Problem:
Find the line in the entries below that contains "colour write mask". Repeat it exactly, and every line after it through the line that contains "impl ChunkBehavior for ViewChunk".

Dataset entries
■ ■ ■ ■
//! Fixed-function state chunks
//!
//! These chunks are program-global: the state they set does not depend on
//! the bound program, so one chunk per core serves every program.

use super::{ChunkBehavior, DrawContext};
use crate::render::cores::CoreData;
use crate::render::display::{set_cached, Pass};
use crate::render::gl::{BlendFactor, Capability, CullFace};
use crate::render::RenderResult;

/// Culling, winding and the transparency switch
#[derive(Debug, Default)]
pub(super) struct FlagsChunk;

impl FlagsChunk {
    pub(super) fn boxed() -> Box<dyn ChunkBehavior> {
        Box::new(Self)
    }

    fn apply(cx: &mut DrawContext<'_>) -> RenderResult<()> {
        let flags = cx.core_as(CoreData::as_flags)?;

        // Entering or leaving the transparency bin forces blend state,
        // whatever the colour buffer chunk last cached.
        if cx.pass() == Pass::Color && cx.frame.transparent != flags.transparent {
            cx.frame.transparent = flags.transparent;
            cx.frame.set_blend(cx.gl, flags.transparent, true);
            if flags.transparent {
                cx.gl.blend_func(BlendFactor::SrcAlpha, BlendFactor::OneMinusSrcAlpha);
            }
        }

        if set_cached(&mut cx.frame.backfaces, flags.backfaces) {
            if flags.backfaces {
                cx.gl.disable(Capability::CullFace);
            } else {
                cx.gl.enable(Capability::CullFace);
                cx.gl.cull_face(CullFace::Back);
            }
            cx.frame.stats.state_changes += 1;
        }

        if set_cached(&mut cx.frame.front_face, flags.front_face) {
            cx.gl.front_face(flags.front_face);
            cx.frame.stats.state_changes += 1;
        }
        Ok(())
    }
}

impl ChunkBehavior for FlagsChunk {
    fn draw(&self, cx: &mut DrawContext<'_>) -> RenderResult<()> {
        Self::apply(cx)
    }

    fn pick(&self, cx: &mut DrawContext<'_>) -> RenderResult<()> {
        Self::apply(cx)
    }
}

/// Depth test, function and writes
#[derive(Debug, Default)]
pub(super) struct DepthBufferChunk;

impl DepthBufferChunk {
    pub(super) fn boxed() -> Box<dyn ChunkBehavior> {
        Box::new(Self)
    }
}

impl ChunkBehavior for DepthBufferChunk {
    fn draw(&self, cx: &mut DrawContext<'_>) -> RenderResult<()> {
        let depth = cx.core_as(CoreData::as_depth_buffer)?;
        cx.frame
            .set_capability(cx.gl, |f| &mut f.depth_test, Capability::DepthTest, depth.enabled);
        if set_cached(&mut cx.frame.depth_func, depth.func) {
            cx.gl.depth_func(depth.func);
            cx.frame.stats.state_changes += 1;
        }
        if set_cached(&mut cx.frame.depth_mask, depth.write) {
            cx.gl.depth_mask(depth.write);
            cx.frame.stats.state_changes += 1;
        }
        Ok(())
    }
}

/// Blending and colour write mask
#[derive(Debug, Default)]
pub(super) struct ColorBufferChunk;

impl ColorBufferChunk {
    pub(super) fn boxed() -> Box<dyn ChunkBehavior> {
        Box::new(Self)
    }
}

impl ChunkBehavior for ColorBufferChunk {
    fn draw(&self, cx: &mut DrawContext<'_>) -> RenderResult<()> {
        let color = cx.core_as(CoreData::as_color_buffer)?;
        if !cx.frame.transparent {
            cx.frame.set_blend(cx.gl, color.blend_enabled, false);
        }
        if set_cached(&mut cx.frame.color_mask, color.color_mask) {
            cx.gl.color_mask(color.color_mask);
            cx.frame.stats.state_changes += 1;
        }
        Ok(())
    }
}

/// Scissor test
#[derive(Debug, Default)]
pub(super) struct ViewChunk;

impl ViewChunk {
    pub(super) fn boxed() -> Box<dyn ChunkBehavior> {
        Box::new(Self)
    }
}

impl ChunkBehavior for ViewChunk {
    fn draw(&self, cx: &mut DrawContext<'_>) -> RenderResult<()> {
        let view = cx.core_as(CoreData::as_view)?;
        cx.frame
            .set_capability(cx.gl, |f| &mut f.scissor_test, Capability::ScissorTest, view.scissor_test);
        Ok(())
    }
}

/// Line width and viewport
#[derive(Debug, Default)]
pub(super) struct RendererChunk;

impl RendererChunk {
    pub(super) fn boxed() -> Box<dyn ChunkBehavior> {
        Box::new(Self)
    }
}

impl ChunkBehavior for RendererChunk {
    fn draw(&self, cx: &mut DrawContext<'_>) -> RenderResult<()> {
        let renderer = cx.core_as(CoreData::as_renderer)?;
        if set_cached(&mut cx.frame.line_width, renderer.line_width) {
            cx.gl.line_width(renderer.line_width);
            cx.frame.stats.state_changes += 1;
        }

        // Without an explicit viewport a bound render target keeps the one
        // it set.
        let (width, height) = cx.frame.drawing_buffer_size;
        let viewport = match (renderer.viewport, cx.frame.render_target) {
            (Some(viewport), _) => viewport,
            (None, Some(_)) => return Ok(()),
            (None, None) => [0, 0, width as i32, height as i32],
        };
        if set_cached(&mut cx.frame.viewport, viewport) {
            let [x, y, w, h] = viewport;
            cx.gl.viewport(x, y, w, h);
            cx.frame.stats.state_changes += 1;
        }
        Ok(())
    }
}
■ ■ ■ ■
Task result:
/// Blending and colour write mask
#[derive(Debug, Default)]
pub(super) struct ColorBufferChunk;

impl ColorBufferChunk {
    pub(super) fn boxed() -> Box<dyn ChunkBehavior> {
        Box::new(Self)
    }
}

impl ChunkBehavior for ColorBufferChunk {
    fn draw(&self, cx: &mut DrawContext<'_>) -> RenderResult<()> {
        let color = cx.core_as(CoreData::as_color_buffer)?;
        if !cx.frame.transparent {
            cx.frame.set_blend(cx.gl, color.blend_enabled, false);
        }
        if set_cached(&mut cx.frame.color_mask, color.color_mask) {
            cx.gl.color_mask(color.color_mask);
            cx.frame.stats.state_changes += 1;
        }
        Ok(())
    }
}

/// Scissor test
#[derive(Debug, Default)]
pub(super) struct ViewChunk;

impl ViewChunk {
    pub(super) fn boxed() -> Box<dyn ChunkBehavior> {
        Box::new(Self)
    }
}

impl ChunkBehavior for ViewChunk {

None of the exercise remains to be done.